In Canada there are several hormone replacement therapies available that have indications for the prevention or treatment of osteoporosis in postmenopausal women. These medications can be just estrogen therapy or a combination of estrogen and progestin therapy (EPT). These are available either as patches (Estradot,* Climara Pro* and Estraderm*) that are applied to the skin or as oral pills (Estrace*, femHRT* and Premarin*). Climara Pro* and femHRT* are EPT therapies.

Calcitonin


Calcitonin is a hormone produced by the thyroid gland that works to regulate calcium metabolism. Both synthetic and natural calcitonin can slow down the rate of bone breakdown so that bones can rebuild themselves.


Miacalcin* NS, synthetic calcitonin (synthetic salmon calcitonin) is approved for use in Canada for the treatment of osteoporosis in postmenopausal women more than 5 years post menopause with low bone mass relative to healthy premenopausal.

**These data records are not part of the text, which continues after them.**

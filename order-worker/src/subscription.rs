//! Subscription Controller
//!
//! Declares the order queue, bounds the channel to one unacknowledged
//! delivery and starts a manual-ack consumer. Runs again on every new
//! channel after a reconnect.

use crate::broker::{BrokerChannel, DeliveryStream};
use crate::error::ConnectionError;

/// Unacknowledged deliveries the worker holds at once
pub const PREFETCH_COUNT: u16 = 1;

#[derive(Debug, Clone)]
pub struct SubscriptionController {
    queue: String,
    consumer_tag: String,
}

impl SubscriptionController {
    pub fn new(queue: impl Into<String>) -> Self {
        Self::with_consumer_tag(queue, default_consumer_tag())
    }

    pub fn with_consumer_tag(queue: impl Into<String>, consumer_tag: impl Into<String>) -> Self {
        Self {
            queue: queue.into(),
            consumer_tag: consumer_tag.into(),
        }
    }

    pub fn queue(&self) -> &str {
        &self.queue
    }

    pub fn consumer_tag(&self) -> &str {
        &self.consumer_tag
    }

    /// Declare → prefetch → consume, in that order
    pub async fn subscribe(
        &self,
        channel: &mut dyn BrokerChannel,
    ) -> Result<DeliveryStream, ConnectionError> {
        channel.declare_durable_queue(&self.queue).await?;
        channel.set_prefetch(PREFETCH_COUNT).await?;
        let deliveries = channel.consume(&self.queue, &self.consumer_tag).await?;

        tracing::info!(
            queue = %self.queue,
            consumer_tag = %self.consumer_tag,
            prefetch = PREFETCH_COUNT,
            "👂 Waiting for orders"
        );
        Ok(deliveries)
    }

    /// Stop receiving new deliveries; unsettled ones stay settleable
    pub async fn unsubscribe(&self, channel: &mut dyn BrokerChannel) -> Result<(), ConnectionError> {
        channel.cancel(&self.consumer_tag).await?;
        tracing::info!(consumer_tag = %self.consumer_tag, "Consumer cancelled");
        Ok(())
    }
}

/// `order-worker-<pid>`
pub fn default_consumer_tag() -> String {
    format!("order-worker-{}", std::process::id())
}
//! Order queue contract
//!
//! - [`OrderMessage`]: the event published when an order is placed
//! - [`OrderStatus`]: lifecycle of an order as stored by the API

pub mod message;
pub mod status;

// Re-exports
pub use message::{DecodeError, OrderMessage, OrderMessageItem};
pub use status::{OrderStatus, UnknownStatus};

/// Default name of the durable queue carrying placed orders
pub const ORDER_QUEUE: &str = "order_queue";
//! AMQP 0-9-1 broker (RabbitMQ) backed by lapin

use async_trait::async_trait;
use futures::StreamExt;
use lapin::options::{
    BasicAckOptions, BasicCancelOptions, BasicConsumeOptions, BasicNackOptions, BasicQosOptions,
    QueueDeclareOptions,
};
use lapin::types::FieldTable;
use lapin::{Channel, Connection, ConnectionProperties};

use super::{Acker, Broker, BrokerChannel, DeliveryStream, RawMessage};
use crate::config::BrokerUrl;
use crate::error::ConnectionError;

/// AMQP reply code for a normal close
const REPLY_SUCCESS: u16 = 200;

/// Connects to RabbitMQ with lapin
#[derive(Debug, Clone)]
pub struct AmqpBroker {
    connection_name: String,
}

impl AmqpBroker {
    pub fn new(connection_name: impl Into<String>) -> Self {
        Self {
            connection_name: connection_name.into(),
        }
    }
}

impl Default for AmqpBroker {
    fn default() -> Self {
        Self::new("order-worker")
    }
}

#[async_trait]
impl Broker for AmqpBroker {
    async fn connect(&self, url: &BrokerUrl) -> Result<Box<dyn BrokerChannel>, ConnectionError> {
        // lapin errors may echo the target; never let the password through
        let unreachable = |err: lapin::Error| ConnectionError::Unreachable {
            target: url.redacted().to_string(),
            reason: url.scrub(&err.to_string()),
        };

        let properties = ConnectionProperties::default()
            .with_connection_name(self.connection_name.clone().into());
        let connection = Connection::connect(url.as_str(), properties)
            .await
            .map_err(unreachable)?;

        let channel = match connection.create_channel().await {
            Ok(channel) => channel,
            Err(e) => {
                let _ = connection.close(REPLY_SUCCESS, "channel setup failed").await;
                return Err(unreachable(e));
            }
        };

        Ok(Box::new(AmqpChannel {
            connection,
            channel,
        }))
    }
}

struct AmqpChannel {
    connection: Connection,
    channel: Channel,
}

#[async_trait]
impl BrokerChannel for AmqpChannel {
    async fn declare_durable_queue(&mut self, queue: &str) -> Result<(), ConnectionError> {
        self.channel
            .queue_declare(
                queue,
                QueueDeclareOptions {
                    durable: true,
                    ..QueueDeclareOptions::default()
                },
                FieldTable::default(),
            )
            .await
            .map(|_| ())
            .map_err(ConnectionError::channel)
    }

    async fn set_prefetch(&mut self, count: u16) -> Result<(), ConnectionError> {
        self.channel
            .basic_qos(count, BasicQosOptions::default())
            .await
            .map_err(ConnectionError::channel)
    }

    async fn consume(
        &mut self,
        queue: &str,
        consumer_tag: &str,
    ) -> Result<DeliveryStream, ConnectionError> {
        let consumer = self
            .channel
            .basic_consume(
                queue,
                consumer_tag,
                BasicConsumeOptions {
                    no_ack: false,
                    ..BasicConsumeOptions::default()
                },
                FieldTable::default(),
            )
            .await
            .map_err(ConnectionError::channel)?;

        Ok(consumer
            .map(|delivery| {
                delivery
                    .map(|d| {
                        RawMessage::new(d.delivery_tag, d.redelivered, d.data, AmqpAcker(d.acker))
                    })
                    .map_err(ConnectionError::channel)
            })
            .boxed())
    }

    async fn cancel(&mut self, consumer_tag: &str) -> Result<(), ConnectionError> {
        self.channel
            .basic_cancel(consumer_tag, BasicCancelOptions::default())
            .await
            .map_err(ConnectionError::channel)
    }

    async fn close(&mut self) -> Result<(), ConnectionError> {
        let channel_closed = if self.channel.status().connected() {
            self.channel
                .close(REPLY_SUCCESS, "worker shutdown")
                .await
                .map_err(ConnectionError::channel)
        } else {
            Ok(())
        };

        let connection_closed = if self.connection.status().connected() {
            self.connection
                .close(REPLY_SUCCESS, "worker shutdown")
                .await
                .map_err(ConnectionError::channel)
        } else {
            Ok(())
        };

        channel_closed.and(connection_closed)
    }
}

struct AmqpAcker(lapin::acker::Acker);

#[async_trait]
impl Acker for AmqpAcker {
    async fn ack(&self) -> Result<(), ConnectionError> {
        self.0
            .ack(BasicAckOptions::default())
            .await
            .map_err(ConnectionError::channel)
    }

    async fn nack(&self, requeue: bool) -> Result<(), ConnectionError> {
        self.0
            .nack(BasicNackOptions {
                requeue,
                multiple: false,
            })
            .await
            .map_err(ConnectionError::channel)
    }
}
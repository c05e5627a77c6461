//! Order status persistence
//!
//! The worker's only write into the order database. The store is the
//! idempotency boundary: a status is only applied when the order currently
//! sits in one of its legal predecessors, so a redelivered order leaves an
//! already-advanced order untouched.

use async_trait::async_trait;
use shared::{OrderStatus, UnknownStatus};
use sqlx::PgPool;
use sqlx::postgres::PgPoolOptions;
use thiserror::Error;

/// Outcome of a status write
#[derive(Debug, Clone, Copy, PartialEq, Eq)]
pub enum StatusUpdate {
    /// The order moved into the requested status
    Applied,
    /// The order was already past the transition; nothing changed
    Unchanged { current: OrderStatus },
}

#[derive(Debug, Error)]
pub enum StoreError {
    #[error("order {0} not found")]
    OrderNotFound(String),

    #[error("database error: {0}")]
    Database(#[from] sqlx::Error),

    #[error("stored status is not recognised: {0}")]
    CorruptStatus(#[from] UnknownStatus),
}

/// Sets order status, keyed by order id
#[async_trait]
pub trait OrderStatusStore: Send + Sync {
    async fn set_status(
        &self,
        order_id: &str,
        status: OrderStatus,
    ) -> Result<StatusUpdate, StoreError>;

    /// Release connections held by the store
    async fn close(&self) {}
}

const UPDATE_STATUS_SQL: &str = r#"
    UPDATE "Order"
    SET status = $2::"OrderStatus"
    WHERE id = $1 AND status::text = ANY($3)
"#;

const SELECT_STATUS_SQL: &str = r#"SELECT status::text FROM "Order" WHERE id = $1"#;

/// PostgreSQL order store (the API's `"Order"` table)
#[derive(Debug, Clone)]
pub struct PgOrderStatusStore {
    pool: PgPool,
}

impl PgOrderStatusStore {
    pub fn new(pool: PgPool) -> Self {
        Self { pool }
    }

    /// Build a pool that connects on first use
    ///
    /// Only an unparseable URL fails here; an unreachable database shows up
    /// later as a per-order persistence error.
    pub fn connect_lazy(database_url: &str, max_connections: u32) -> Result<Self, StoreError> {
        let pool = PgPoolOptions::new()
            .max_connections(max_connections)
            .connect_lazy(database_url)?;
        Ok(Self::new(pool))
    }
}

#[async_trait]
impl OrderStatusStore for PgOrderStatusStore {
    async fn set_status(
        &self,
        order_id: &str,
        status: OrderStatus,
    ) -> Result<StatusUpdate, StoreError> {
        let predecessors: Vec<String> = status
            .predecessors()
            .iter()
            .map(|s| s.as_str().to_string())
            .collect();

        let result = sqlx::query(UPDATE_STATUS_SQL)
            .bind(order_id)
            .bind(status.as_str())
            .bind(&predecessors)
            .execute(&self.pool)
            .await?;

        if result.rows_affected() > 0 {
            return Ok(StatusUpdate::Applied);
        }

        let current: Option<String> = sqlx::query_scalar(SELECT_STATUS_SQL)
            .bind(order_id)
            .fetch_optional(&self.pool)
            .await?;

        match current {
            Some(current) => Ok(StatusUpdate::Unchanged {
                current: current.parse()?,
            }),
            None => Err(StoreError::OrderNotFound(order_id.to_string())),
        }
    }

    async fn close(&self) {
        self.pool.close().await;
    }
}
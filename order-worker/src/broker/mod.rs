//! Broker abstraction
//!
//! ```text
//!        ┌────────────────────────┐
//!        │ Broker / BrokerChannel │  ◄── pluggable seam
//!        └───────────┬────────────┘
//!                    │
//!           ┌────────┴────────┐
//!           ▼                 ▼
//!      AmqpBroker        test doubles
//!      (lapin)           (in-process)
//! ```
//!
//! A channel hands out deliveries as a stream of [`RawMessage`]; each
//! message carries its own [`Acker`] so it can be settled independently of
//! the stream it came from.

mod amqp;

pub use amqp::AmqpBroker;

use std::fmt;

use async_trait::async_trait;
use futures::stream::BoxStream;

use crate::config::BrokerUrl;
use crate::error::ConnectionError;

/// Deliveries of one consumer, in broker order
pub type DeliveryStream = BoxStream<'static, Result<RawMessage, ConnectionError>>;

/// Opens connections to a message broker
#[async_trait]
pub trait Broker: Send + Sync {
    /// Open a connection and a channel on it
    async fn connect(&self, url: &BrokerUrl) -> Result<Box<dyn BrokerChannel>, ConnectionError>;
}

/// A live channel together with the connection that owns it
#[async_trait]
pub trait BrokerChannel: Send {
    /// Declare `queue` as durable (idempotent)
    async fn declare_durable_queue(&mut self, queue: &str) -> Result<(), ConnectionError>;

    /// Limit unacknowledged deliveries held by this channel
    async fn set_prefetch(&mut self, count: u16) -> Result<(), ConnectionError>;

    /// Start a manual-ack consumer
    async fn consume(
        &mut self,
        queue: &str,
        consumer_tag: &str,
    ) -> Result<DeliveryStream, ConnectionError>;

    /// Stop the consumer registered under `consumer_tag`
    async fn cancel(&mut self, consumer_tag: &str) -> Result<(), ConnectionError>;

    /// Close the channel, then the connection
    async fn close(&mut self) -> Result<(), ConnectionError>;
}

/// Settles one delivery
#[async_trait]
pub trait Acker: Send + Sync {
    async fn ack(&self) -> Result<(), ConnectionError>;

    async fn nack(&self, requeue: bool) -> Result<(), ConnectionError>;
}

/// A delivery as received from the broker, before decoding
pub struct RawMessage {
    pub delivery_tag: u64,
    /// Set by the broker when this message was delivered before
    pub redelivered: bool,
    pub payload: Vec<u8>,
    acker: Box<dyn Acker>,
}

impl RawMessage {
    pub fn new(
        delivery_tag: u64,
        redelivered: bool,
        payload: Vec<u8>,
        acker: impl Acker + 'static,
    ) -> Self {
        Self {
            delivery_tag,
            redelivered,
            payload,
            acker: Box::new(acker),
        }
    }

    pub async fn ack(&self) -> Result<(), ConnectionError> {
        self.acker.ack().await
    }

    pub async fn nack(&self, requeue: bool) -> Result<(), ConnectionError> {
        self.acker.nack(requeue).await
    }
}

impl fmt::Debug for RawMessage {
    fn fmt(&self, f: &mut fmt::Formatter<'_>) -> fmt::Result {
        f.debug_struct("RawMessage")
            .field("delivery_tag", &self.delivery_tag)
            .field("redelivered", &self.redelivered)
            .field("payload_len", &self.payload.len())
            .finish()
    }
}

It is available as a daily-use nasal spray.


Parathyroid Hormone (PTH)


PTH is an anabolic hormone that stimulates bone production. Forteo* (teriparatide) is approved for use in Canada and is recommended for treatment of severe osteoporosis in women who are at high risk of fracture or who have failed or are intolerant to other osteoporosis therapy. It is available as a self-administered daily subcutaneous injection.


RANKL Inhibitor


A RANK ligand inhibitor works by binding to the molecule RANKL preventing it from activating the cells that break down bone. A RANK ligand inhibitor helps to slow bone loss, increase bone density and therefore help reduce the risk of fractures.


Prolia* (Denosumab) is a RANK ligand inhibitor approved for use in Canada for the treatment of postmenopausal osteoporosis in women at high risk of fracture. Prolia is available as a twice yearly injection which must be administered by a health care professional.


Speak with your doctor to determine the treatment option that will best fit your lifestyle and individual needs.


* Brand names are registered trademarks of their respective companies.